I noticed there were some issues with the policies and procedures in place. For example, missing money and weak controls. Anytime I brought it up, the manager would sweep it under the rug and ignore it.
Long story short, I had a huge argument with her and she let me go. Three months later, the FBI show up at my door. They asked me a few questions about my old manager.
Turns out she conspired with the mayor to accept donations in exchange for certain actions. Not sure what those actions were. Either way, she got fired and got charged, along with ten other city officials.
NOT STICKING TO THIS JOB LIKE GLUE
Two hours. Temp job. Minimum wage. Showed up at zero-dark-thirty at a damn industrial glue factory. Yes, this was already looking good. I was the only employee there in the whole place. I meet my supervisor, and he takes me to the big boss’ office to find out my assignment. “Have him clean strainer #5,” says big boss.

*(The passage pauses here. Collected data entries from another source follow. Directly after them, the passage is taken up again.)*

//! ID normalization utilities.
//!
//! Graph node IDs are lowercase kebab-case strings. Documents keep the ID
//! the caller gave them (normalized); entities derived from text get an
//! `entity:` prefix so they never collide with document IDs.

use std::path::Path;

/// Prefix applied to IDs of entity nodes extracted from text.
pub const ENTITY_PREFIX: &str = "entity:";

/// Normalize an identifier to lowercase kebab-case.
///
/// Trims, lowercases, treats underscores as whitespace, and joins the
/// remaining words with single hyphens.
///
/// # Examples
///
/// ```
/// use graphrag_core::util::ids::normalize_id;
///
/// assert_eq!(normalize_id("Ada Lovelace"), "ada-lovelace");
/// assert_eq!(normalize_id("analytical_engine"), "analytical-engine");
/// assert_eq!(normalize_id("  Mixed   Case  "), "mixed-case");
/// ```
pub fn normalize_id(id: &str) -> String {
    id.trim()
        .to_lowercase()
        .replace('_', " ")
        .split_whitespace()
        .collect::<Vec<&str>>()
        .join("-")
}

/// Compute the node ID for an entity name.
///
/// ```
/// use graphrag_core::util::ids::entity_id;
///
/// assert_eq!(entity_id("Charles Babbage"), "entity:charles-babbage");
/// ```
pub fn entity_id(name: &str) -> String {
    format!("{ENTITY_PREFIX}{}", normalize_id(name))
}

/// Returns `true` if the ID belongs to an extracted entity node.
pub fn is_entity_id(id: &str) -> bool {
    id.starts_with(ENTITY_PREFIX)
}

/// Compute an ID from a file path's stem.
///
/// Returns `None` if the path has no file stem.
///
/// ```
/// use std::path::Path;
/// use graphrag_core::util::ids::id_from_path;
///
/// assert_eq!(
///     id_from_path(Path::new("/corpus/Ada_Lovelace.md")),
///     Some("ada-lovelace".to_string())
/// );
/// assert_eq!(id_from_path(Path::new("/")), None);
/// ```
pub fn id_from_path(path: &Path) -> Option<String> {
    path.file_stem()
        .and_then(|s| s.to_str())
        .map(normalize_id)
}

#[cfg(test)]
mod tests {
    use super::*;

    // -------------------------------------------------------------------------
    // normalize_id tests
    // -------------------------------------------------------------------------

    #[test]
    fn test_normalize_id_simple() {
        assert_eq!(normalize_id("babbage"), "babbage");
    }

    #[test]
    fn test_normalize_id_mixed_separators() {
        assert_eq!(normalize_id("difference_engine No 2"), "difference-engine-no-2");
    }

    #[test]
    fn test_normalize_id_empty() {
        assert_eq!(normalize_id(""), "");
        assert_eq!(normalize_id("   "), "");
    }

    // -------------------------------------------------------------------------
    // entity id tests
    // -------------------------------------------------------------------------

    #[test]
    fn test_entity_id_prefix() {
        let id = entity_id("London");
        assert_eq!(id, "entity:london");
        assert!(is_entity_id(&id));
        assert!(!is_entity_id("doc-a"));
    }

    // -------------------------------------------------------------------------
    // id_from_path tests
    // -------------------------------------------------------------------------

    #[test]
    fn test_id_from_path_nested() {
        let path = Path::new("/corpus/people/Grace Hopper.txt");
        assert_eq!(id_from_path(path), Some("grace-hopper".to_string()));
    }

    #[test]
    fn test_id_from_path_no_extension() {
        let path = Path::new("/corpus/NOTES");
        assert_eq!(id_from_path(path), Some("notes".to_string()));
    }
}
//! Graph extraction from documents.
//!
//! A [`GraphExtractor`] maps one [`Document`] to a document node, the
//! entity nodes it mentions, and the edges between them. Extraction is
//! also where schema validation happens: a document that cannot be mapped
//! yields a `Parse` error naming the document.
//!
//! [`EntityExtractor`] is the built-in heuristic implementation. It treats
//! runs of capitalized words as entity names ("Ada Lovelace",
//! "Analytical Engine"), links the document to every entity it mentions,
//! and links entities that appear in the same sentence.

use crate::stopwords::{StopwordFilter, TextConfig};
use crate::{Edge, Node, NodeKind, Relationship};
use graphrag_core::{Document, Error, Result, entity_id, normalize_id};
use std::collections::HashSet;
use std::sync::Arc;

/// Nodes and edges derived from a single document.
#[derive(Clone, Debug, Default)]
pub struct Extraction {
    /// The node representing the document itself.
    pub document: Option<Node>,
    /// Entity nodes mentioned by the document, in first-seen order.
    pub entities: Vec<Node>,
    /// Edges among the document and entity nodes.
    pub edges: Vec<Edge>,
}

/// Trait for turning documents into graph content.
pub trait GraphExtractor: Send + Sync {
    /// Extract graph content from a document.
    ///
    /// Returns a `Parse` error if the document cannot be mapped to the
    /// graph schema.
    fn extract(&self, doc: &Document) -> Result<Extraction>;
}

impl<T: GraphExtractor + ?Sized> GraphExtractor for &T {
    fn extract(&self, doc: &Document) -> Result<Extraction> {
        (**self).extract(doc)
    }
}

impl<T: GraphExtractor + ?Sized> GraphExtractor for Arc<T> {
    fn extract(&self, doc: &Document) -> Result<Extraction> {
        (**self).extract(doc)
    }
}

// ============================================================================
// EntityExtractor
// ============================================================================

/// Capitalized-phrase entity extractor.
#[derive(Debug)]
pub struct EntityExtractor {
    filter: StopwordFilter,
    max_entity_words: usize,
}

impl EntityExtractor {
    /// Create an extractor using the given text configuration.
    pub fn new(config: &TextConfig) -> Self {
        Self {
            filter: StopwordFilter::new(config),
            max_entity_words: 4,
        }
    }

    /// Sets the maximum number of words in one entity name.
    pub fn with_max_entity_words(mut self, max: usize) -> Self {
        self.max_entity_words = max.max(1);
        self
    }

    /// Find entity names in one sentence, in order of appearance.
    fn sentence_entities(&self, sentence: &str) -> Vec<String> {
        let mut names = Vec::new();
        let mut run: Vec<&str> = Vec::new();

        for raw in sentence.split_whitespace() {
            let word = raw.trim_matches(|c: char| !c.is_alphanumeric());
            let word = word.split('\'').next().unwrap_or_default();
            let capitalized = word.chars().next().is_some_and(char::is_uppercase);

            if capitalized && run.len() < self.max_entity_words {
                run.push(word);
            } else {
                self.flush_run(&mut run, &mut names);
                if capitalized {
                    run.push(word);
                }
            }

            // Trailing punctuation (commas, colons, ...) ends a name.
            let ends_phrase = raw
                .chars()
                .last()
                .is_some_and(|c| !c.is_alphanumeric() && c != '\'');
            if ends_phrase {
                self.flush_run(&mut run, &mut names);
            }
        }
        self.flush_run(&mut run, &mut names);

        names
    }

    fn flush_run(&self, run: &mut Vec<&str>, names: &mut Vec<String>) {
        let start = run
            .iter()
            .position(|w| !self.filter.is_stopword(w))
            .unwrap_or(run.len());
        let end = run
            .iter()
            .rposition(|w| !self.filter.is_stopword(w))
            .map_or(start, |i| i + 1);

        if start < end {
            let name = run[start..end].join(" ");
            if name.chars().count() >= 2 {
                names.push(name);
            }
        }
        run.clear();
    }
}

impl Default for EntityExtractor {
    fn default() -> Self {
        Self::new(&TextConfig::default())
    }
}

impl GraphExtractor for EntityExtractor {
    fn extract(&self, doc: &Document) -> Result<Extraction> {
        let doc_id = normalize_id(&doc.id);
        if doc_id.is_empty() {
            return Err(Error::parse("document has an empty id"));
        }
        if doc.text.trim().is_empty() {
            return Err(Error::parse(format!("document '{doc_id}' has no text")));
        }

        let mut document = Node::new(doc_id.clone(), doc.display_title())
            .with_kind(NodeKind::Document)
            .with_text(doc.text.clone())
            .with_source(doc_id.clone());
        if let Some(category) = doc.metadata.get("category").and_then(|v| v.as_str()) {
            document = document.with_category(category);
        }
        for (key, value) in &doc.metadata {
            document = document.with_metadata(key.clone(), value.clone());
        }

        let mut entities: Vec<Node> = Vec::new();
        let mut seen_entities: HashSet<String> = HashSet::new();
        let mut edges: Vec<Edge> = Vec::new();
        let mut seen_edges: HashSet<(String, String, String)> = HashSet::new();

        for sentence in doc.text.split(['.', '!', '?', ';', '\n']) {
            let mut in_sentence: Vec<String> = Vec::new();

            for name in self.sentence_entities(sentence) {
                let id = entity_id(&name);
                if seen_entities.insert(id.clone()) {
                    entities.push(Node::new(id.clone(), name).with_source(doc_id.clone()));
                    let mention = Edge::new(doc_id.clone(), id.clone(), Relationship::Mentions);
                    seen_edges.insert(mention.key());
                    edges.push(mention);
                }
                if !in_sentence.contains(&id) {
                    in_sentence.push(id);
                }
            }

            for (i, a) in in_sentence.iter().enumerate() {
                for b in &in_sentence[i + 1..] {
                    let (from, to) = if a < b { (a, b) } else { (b, a) };
                    let edge = Edge::new(from.clone(), to.clone(), Relationship::CoOccurs);
                    if seen_edges.insert(edge.key()) {
                        edges.push(edge);
                    }
                }
            }
        }

        log::debug!(
            "Extracted {} entities and {} edges from '{doc_id}'",
            entities.len(),
            edges.len()
        );

        Ok(Extraction {
            document: Some(document),
            entities,
            edges,
        })
    }
}

// ============================================================================
// Tests
// ============================================================================

#[cfg(test)]
mod tests {
    use super::*;

    fn extract(text: &str) -> Extraction {
        EntityExtractor::default()
            .extract(&Document::new("Doc A", text))
            .unwrap()
    }

    fn entity_titles(extraction: &Extraction) -> Vec<&str> {
        extraction
            .entities
            .iter()
            .map(|n| n.title.as_str())
            .collect()
    }

    #[test]
    fn test_extracts_multiword_entities() {
        let ex = extract("Ada Lovelace corresponded with Charles Babbage about the engine.");
        assert_eq!(entity_titles(&ex), vec!["Ada Lovelace", "Charles Babbage"]);
    }

    #[test]
    fn test_strips_leading_stopwords_from_names() {
        let ex = extract("Later, The Analytical Engine was designed in London.");
        let titles = entity_titles(&ex);
        assert!(titles.contains(&"Analytical Engine"));
        assert!(titles.contains(&"London"));
        assert!(!titles.iter().any(|t| t.starts_with("The")));
    }

    #[test]
    fn test_comma_separates_entities() {
        let ex = extract("Babbage, Lovelace and Menabrea met.");
        assert_eq!(entity_titles(&ex), vec!["Babbage", "Lovelace", "Menabrea"]);
    }

    #[test]
    fn test_document_node() {
        let doc = Document::new("Doc A", "Babbage lived in London.")
            .with_title("Babbage Notes")
            .with_metadata("category", "biography");
        let ex = EntityExtractor::default().extract(&doc).unwrap();

        let node = ex.document.unwrap();
        assert_eq!(node.id, "doc-a");
        assert_eq!(node.title, "Babbage Notes");
        assert_eq!(node.kind, NodeKind::Document);
        assert_eq!(node.category.as_deref(), Some("biography"));
        assert_eq!(node.text.as_deref(), Some("Babbage lived in London."));
    }

    #[test]
    fn test_mention_and_cooccurrence_edges() {
        let ex = extract("Babbage met Lovelace. Lovelace visited London.");

        let mentions = ex
            .edges
            .iter()
            .filter(|e| e.relationship == Relationship::Mentions)
            .count();
        assert_eq!(mentions, 3);

        let co: Vec<(&str, &str)> = ex
            .edges
            .iter()
            .filter(|e| e.relationship == Relationship::CoOccurs)
            .map(|e| (e.from.as_str(), e.to.as_str()))
            .collect();
        assert_eq!(
            co,
            vec![
                ("entity:babbage", "entity:lovelace"),
                ("entity:london", "entity:lovelace"),
            ]
        );
    }

    #[test]
    fn test_repeated_entity_is_single_node() {
        let ex = extract("Babbage built it. Babbage improved it.");
        assert_eq!(ex.entities.len(), 1);
        assert_eq!(ex.entities[0].sources, vec!["doc-a".to_string()]);
    }

    #[test]
    fn test_empty_id_is_schema_error() {
        let err = EntityExtractor::default()
            .extract(&Document::new("  ", "Babbage"))
            .unwrap_err();
        assert!(matches!(err, Error::Parse(_)));
    }

    #[test]
    fn test_blank_text_is_schema_error() {
        let err = EntityExtractor::default()
            .extract(&Document::new("doc", " \n "))
            .unwrap_err();
        assert!(err.to_string().contains("has no text"));
    }

    #[test]
    fn test_max_entity_words_splits_long_runs() {
        let extractor = EntityExtractor::default().with_max_entity_words(2);
        let ex = extractor
            .extract(&Document::new("d", "Royal Astronomical Society Gold Medal"))
            .unwrap();
        let titles = entity_titles(&ex);
        assert_eq!(titles, vec!["Royal Astronomical", "Society Gold", "Medal"]);
    }
}
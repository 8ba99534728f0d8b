//! Core graph types.
//!
//! Nodes are either documents or entities mentioned in documents; edges
//! record mentions, sentence-level co-occurrence, and explicit
//! relationships supplied by callers. Domain-specific kinds and
//! relationships use the `Custom` variants.

use graphrag_core::{Error, Result};
use petgraph::graph::{DiGraph, NodeIndex};
use serde::{Deserialize, Serialize};
use std::collections::{BTreeMap, HashMap};

// ============================================================================
// Relationship enum
// ============================================================================

/// Relationship types for graph edges.
///
/// # Example
///
/// ```rust
/// use graphrag_graph::Relationship;
///
/// assert_eq!(Relationship::Mentions.default_weight(), 1.0);
/// assert_eq!(Relationship::parse("works_with"), Relationship::Custom("works_with".into()));
/// ```
#[derive(Clone, Debug, Default, PartialEq, Eq, Hash, PartialOrd, Ord, Serialize, Deserialize)]
#[serde(rename_all = "snake_case")]
pub enum Relationship {
    /// Document A mentions entity B.
    Mentions,
    /// A and B appear in the same sentence.
    CoOccurs,
    /// A and B are related (explicit, untyped).
    #[default]
    RelatesTo,
    /// Caller-defined relationship.
    Custom(String),
}

impl Relationship {
    /// Default weight for this relationship type.
    ///
    /// Weights scale evidence scores during traversal.
    pub fn default_weight(&self) -> f32 {
        match self {
            Self::Mentions => 1.0,
            Self::CoOccurs => 0.8,
            Self::RelatesTo => 0.9,
            Self::Custom(_) => 0.7,
        }
    }

    /// Returns the relationship name as a string.
    pub fn name(&self) -> &str {
        match self {
            Self::Mentions => "mentions",
            Self::CoOccurs => "co_occurs",
            Self::RelatesTo => "relates_to",
            Self::Custom(name) => name,
        }
    }

    /// Parse a relationship name, falling back to `Custom`.
    pub fn parse(s: &str) -> Self {
        match s.trim().to_lowercase().as_str() {
            "mentions" => Self::Mentions,
            "co_occurs" | "cooccurs" | "co-occurs" => Self::CoOccurs,
            "relates_to" | "relatesto" | "related" => Self::RelatesTo,
            other => Self::Custom(other.to_string()),
        }
    }
}

// ============================================================================
// EdgeOrigin enum
// ============================================================================

/// Where an edge came from.
#[derive(Clone, Debug, Default, PartialEq, Eq, Hash, Serialize, Deserialize)]
#[serde(rename_all = "snake_case")]
pub enum EdgeOrigin {
    /// Derived from document text by an extractor.
    #[default]
    Extracted,
    /// Supplied explicitly as a record.
    Record,
}

// ============================================================================
// NodeKind enum
// ============================================================================

/// Kind of a graph node.
#[derive(Clone, Debug, Default, PartialEq, Eq, Hash, Serialize, Deserialize)]
#[serde(rename_all = "snake_case")]
pub enum NodeKind {
    /// A source document.
    Document,
    /// An entity mentioned in documents (the default).
    #[default]
    Entity,
    /// Caller-defined node kind.
    Custom(String),
}

impl NodeKind {
    /// Returns the kind name as a string.
    pub fn name(&self) -> &str {
        match self {
            Self::Document => "document",
            Self::Entity => "entity",
            Self::Custom(name) => name,
        }
    }
}

// ============================================================================
// Node struct
// ============================================================================

/// A node in the knowledge graph.
#[derive(Clone, Debug, PartialEq, Serialize, Deserialize)]
pub struct Node {
    /// Unique identifier.
    pub id: String,
    /// Human-readable title.
    pub title: String,
    /// Node kind.
    #[serde(default)]
    pub kind: NodeKind,
    /// Optional category for grouping.
    #[serde(default, skip_serializing_if = "Option::is_none")]
    pub category: Option<String>,
    /// Document body, for document nodes.
    #[serde(default, skip_serializing_if = "Option::is_none")]
    pub text: Option<String>,
    /// IDs of the documents or records this node was derived from.
    #[serde(default)]
    pub sources: Vec<String>,
    /// Free-form metadata.
    #[serde(default)]
    pub metadata: BTreeMap<String, serde_json::Value>,
}

impl Node {
    /// Creates a new entity node with the given ID and title.
    pub fn new(id: impl Into<String>, title: impl Into<String>) -> Self {
        Self {
            id: id.into(),
            title: title.into(),
            kind: NodeKind::default(),
            category: None,
            text: None,
            sources: Vec::new(),
            metadata: BTreeMap::new(),
        }
    }

    /// Sets the node kind.
    pub fn with_kind(mut self, kind: NodeKind) -> Self {
        self.kind = kind;
        self
    }

    /// Sets the category.
    pub fn with_category(mut self, category: impl Into<String>) -> Self {
        self.category = Some(category.into());
        self
    }

    /// Sets the document body.
    pub fn with_text(mut self, text: impl Into<String>) -> Self {
        self.text = Some(text.into());
        self
    }

    /// Records a source document or record ID.
    pub fn with_source(mut self, source: impl Into<String>) -> Self {
        let source = source.into();
        if !self.sources.contains(&source) {
            self.sources.push(source);
        }
        self
    }

    /// Adds a metadata key-value pair.
    pub fn with_metadata(
        mut self,
        key: impl Into<String>,
        value: impl Into<serde_json::Value>,
    ) -> Self {
        self.metadata.insert(key.into(), value.into());
        self
    }
}

// ============================================================================
// Edge struct
// ============================================================================

/// An edge connecting two nodes in the graph.
#[derive(Clone, Debug, PartialEq, Serialize, Deserialize)]
pub struct Edge {
    /// Source node ID.
    pub from: String,
    /// Target node ID.
    pub to: String,
    /// Type of relationship.
    pub relationship: Relationship,
    /// Edge weight in (0, 1].
    pub weight: f32,
    /// Where this edge originated.
    #[serde(default)]
    pub origin: EdgeOrigin,
}

impl Edge {
    /// Creates a new edge with default weight from relationship type.
    pub fn new(from: impl Into<String>, to: impl Into<String>, relationship: Relationship) -> Self {
        let weight = relationship.default_weight();
        Self {
            from: from.into(),
            to: to.into(),
            relationship,
            weight,
            origin: EdgeOrigin::default(),
        }
    }

    /// Sets an explicit weight.
    pub fn with_weight(mut self, weight: f32) -> Self {
        self.weight = weight;
        self
    }

    /// Sets the edge origin.
    pub fn with_origin(mut self, origin: EdgeOrigin) -> Self {
        self.origin = origin;
        self
    }

    /// Deduplication key: (from, to, relationship name).
    pub fn key(&self) -> (String, String, String) {
        (
            self.from.clone(),
            self.to.clone(),
            self.relationship.name().to_string(),
        )
    }
}

// ============================================================================
// GraphSnapshot struct
// ============================================================================

/// Serializable form of a graph, used by persistent stores.
#[derive(Clone, Debug, Default, PartialEq, Serialize, Deserialize)]
pub struct GraphSnapshot {
    /// All nodes, ordered by ID.
    pub nodes: Vec<Node>,
    /// All edges, in insertion order.
    pub edges: Vec<Edge>,
}

// ============================================================================
// GraphData struct
// ============================================================================

/// Core graph data structure.
///
/// Wraps a petgraph `DiGraph` with lookup tables. The node table is a
/// `BTreeMap` so iteration order is stable for a given graph state.
#[derive(Clone, Debug)]
pub struct GraphData {
    /// The underlying directed graph.
    pub graph: DiGraph<Node, Edge>,
    /// Lookup table: node ID → petgraph NodeIndex.
    pub node_indices: HashMap<String, NodeIndex>,
    /// Lookup table: node ID → Node data.
    pub nodes: BTreeMap<String, Node>,
    /// All edges as a flat list (for serialization).
    pub edges: Vec<Edge>,
}

impl GraphData {
    /// Creates an empty graph.
    pub fn new() -> Self {
        Self {
            graph: DiGraph::new(),
            node_indices: HashMap::new(),
            nodes: BTreeMap::new(),
            edges: Vec::new(),
        }
    }

    /// Returns the number of nodes.
    pub fn node_count(&self) -> usize {
        self.graph.node_count()
    }

    /// Returns the number of edges.
    pub fn edge_count(&self) -> usize {
        self.graph.edge_count()
    }

    /// Returns `true` if the graph has no nodes.
    pub fn is_empty(&self) -> bool {
        self.nodes.is_empty()
    }

    /// Gets a node by ID.
    pub fn get_node(&self, id: &str) -> Option<&Node> {
        self.nodes.get(id)
    }

    /// Gets the petgraph NodeIndex for a node ID.
    pub fn get_index(&self, id: &str) -> Option<NodeIndex> {
        self.node_indices.get(id).copied()
    }

    /// Checks if a node exists.
    pub fn contains_node(&self, id: &str) -> bool {
        self.nodes.contains_key(id)
    }

    /// Checks if an edge with the same (from, to, relationship) exists.
    pub fn contains_edge(&self, edge: &Edge) -> bool {
        let (Some(from), Some(to)) = (self.get_index(&edge.from), self.get_index(&edge.to)) else {
            return false;
        };
        self.graph
            .edges_connecting(from, to)
            .any(|e| e.weight().relationship == edge.relationship)
    }

    /// Returns an iterator over all nodes, ordered by ID.
    pub fn iter_nodes(&self) -> impl Iterator<Item = &Node> {
        self.nodes.values()
    }

    /// Returns an iterator over all edges.
    pub fn iter_edges(&self) -> impl Iterator<Item = &Edge> {
        self.edges.iter()
    }

    /// Add a node to the graph.
    ///
    /// If a node with the same ID already exists, returns its existing index
    /// and leaves it untouched.
    pub fn add_node(&mut self, node: Node) -> NodeIndex {
        if let Some(&existing_idx) = self.node_indices.get(&node.id) {
            return existing_idx;
        }
        let id = node.id.clone();
        let idx = self.graph.add_node(node.clone());
        self.node_indices.insert(id.clone(), idx);
        self.nodes.insert(id, node);
        idx
    }

    /// Add a node, or merge provenance into an existing node.
    ///
    /// Existing titles, kinds, categories and text are never overwritten.
    /// Only new `sources` entries and metadata keys not yet present are
    /// merged. Returns `true` if a new node was created.
    pub fn upsert_node(&mut self, node: Node) -> bool {
        let Some(&idx) = self.node_indices.get(&node.id) else {
            self.add_node(node);
            return true;
        };

        let mut merged = self.graph[idx].clone();
        for source in node.sources {
            if !merged.sources.contains(&source) {
                merged.sources.push(source);
            }
        }
        for (key, value) in node.metadata {
            merged.metadata.entry(key).or_insert(value);
        }

        self.nodes.insert(merged.id.clone(), merged.clone());
        self.graph[idx] = merged;
        false
    }

    /// Add an edge between two nodes identified by ID.
    ///
    /// Both nodes must already exist in the graph.
    pub fn add_edge(&mut self, edge: Edge) -> Result<()> {
        let from_idx = self
            .get_index(&edge.from)
            .ok_or_else(|| Error::not_found("node", &edge.from))?;
        let to_idx = self
            .get_index(&edge.to)
            .ok_or_else(|| Error::not_found("node", &edge.to))?;

        self.graph.add_edge(from_idx, to_idx, edge.clone());
        self.edges.push(edge);
        Ok(())
    }

    /// Convert to the serializable snapshot form.
    pub fn to_snapshot(&self) -> GraphSnapshot {
        GraphSnapshot {
            nodes: self.nodes.values().cloned().collect(),
            edges: self.edges.clone(),
        }
    }

    /// Rebuild a graph from a snapshot.
    ///
    /// Fails if an edge references a node missing from the snapshot.
    pub fn from_snapshot(snapshot: GraphSnapshot) -> Result<Self> {
        let mut graph = Self::new();
        for node in snapshot.nodes {
            graph.add_node(node);
        }
        for edge in snapshot.edges {
            graph.add_edge(edge)?;
        }
        Ok(graph)
    }
}

impl Default for GraphData {
    fn default() -> Self {
        Self::new()
    }
}

// ============================================================================
// Tests
// ============================================================================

“Ohhh. You’re a harsh man,” says supervisor. Wow. things are really looking up. Strainer #5 is a steel tube about 3.5′ across and 5′ long, closed on one end. The interior is caked with about 1/4″ of dried yellow industrial glue, like hard plastic. I’m given a small pneumatic jackhammer and a pair of gloves, and into the tube I go.
Hammering one spot of the glue for about 30 seconds will flake off about 1-inch of glue. After an hour, my right hand is constantly tingling from the vibration of the jackhammer, like it has fallen asleep. After two, I feel like someone has dropped a cinderblock on it, and then plunged it into a nest of fire ants.